Posted to user@nutch.apache.org by remi tassing <ta...@gmail.com> on 2014/11/01 23:03:03 UTC

Re: Ignoring parts of a URL like certain query parameters

Hi John,

Have a look at some regex tutorials. What you are asking for is absolutely
doable. E.g.:

<regex>
  <pattern>^(http://www.test.com?.*)query2=.*&
<http://www.test.com?.*query2=.*&>(.*)</pattern>
  <substitution>$1&$2</substitution>
</regex>

Plz double check if the "ampersand" should be escaped or not.
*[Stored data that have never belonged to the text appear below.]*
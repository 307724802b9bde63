//! Prompt result types.

use serde::{Deserialize, Serialize};
use std::fmt;

/// Items offered by the yes/no prompts, in order.
pub const YES_NO: [&str; 2] = ["Yes", "No"];

/// The item picked from a selection prompt.
#[derive(Debug, Clone, PartialEq, Eq, Serialize, Deserialize)]
pub struct Selection {
    /// Position of the item in the offered list
    pub index: usize,

    /// The item itself
    pub value: String,
}

impl Selection {
    pub fn new(index: usize, value: impl Into<String>) -> Self {
        Self {
            index,
            value: value.into(),
        }
    }

    /// Whether a yes/no prompt was answered "Yes".
    pub fn is_yes(&self) -> bool {
        self.index == 0
    }
}

impl fmt::Display for Selection {
    fn fmt(&self, f: &mut fmt::Formatter<'_>) -> fmt::Result {
        f.write_str(&self.value)
    }
}

#[cfg(test)]
mod tests {
    use super::*;

    #[test]
    fn test_selection_json() {
        let selection = Selection::new(1, "No");
        let json = serde_json::to_value(&selection).unwrap();
        assert_eq!(json, serde_json::json!({"index": 1, "value": "No"}));
        assert!(!selection.is_yes());
        assert_eq!(selection.to_string(), "No");
    }
}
I'm currently
not able to verified the regex on this machine so it might not be 100%
correct.

Remi


On Fri, Oct 31, 2014 at 9:41 AM, John Smith <pf...@gmail.com> wrote:

> Just realized that we have the regex-normalize.xml
>
> If we want to universally replace a certain parameter for all URLs, then
> that is doable
>
> <regex>
>   <pattern>query2=.*&</pattern>
>   <substitution></substitution>
> </regex>
>
> However, the problem with this approach would be that the same parameter
> which can be ignored for one URL might be valid for another URL.
>
> So, if we want to replace that parameter only for certain URLs, then the
> problem is that the crawler will replace the entire pattern with the given
> substitution.
>
> Example:
>
> Lets say we have the URL:
> "http://www.test.com?query1=value1&query2=value2&query3=value3";
>
> And we want the crawler to ignore the query2 parameter
>
> If we enter something like this, it doesn't work because the entire pattern
> is stripped and the output is : query3=value3
>
> <regex>
>   <pattern>^http://www.test.com?.*query2=.*&</pattern>
>   <substitution></substitution>
> </regex>
>
> Is there any other way to do this?
>
>
>
>
> --
> View this message in context:
> http://lucene.472066.n3.nabble.com/Ignoring-parts-of-a-URL-like-certain-query-parameters-tp4166747p4166763.html
> Sent from the Nutch - User mailing list archive at Nabble.com.
>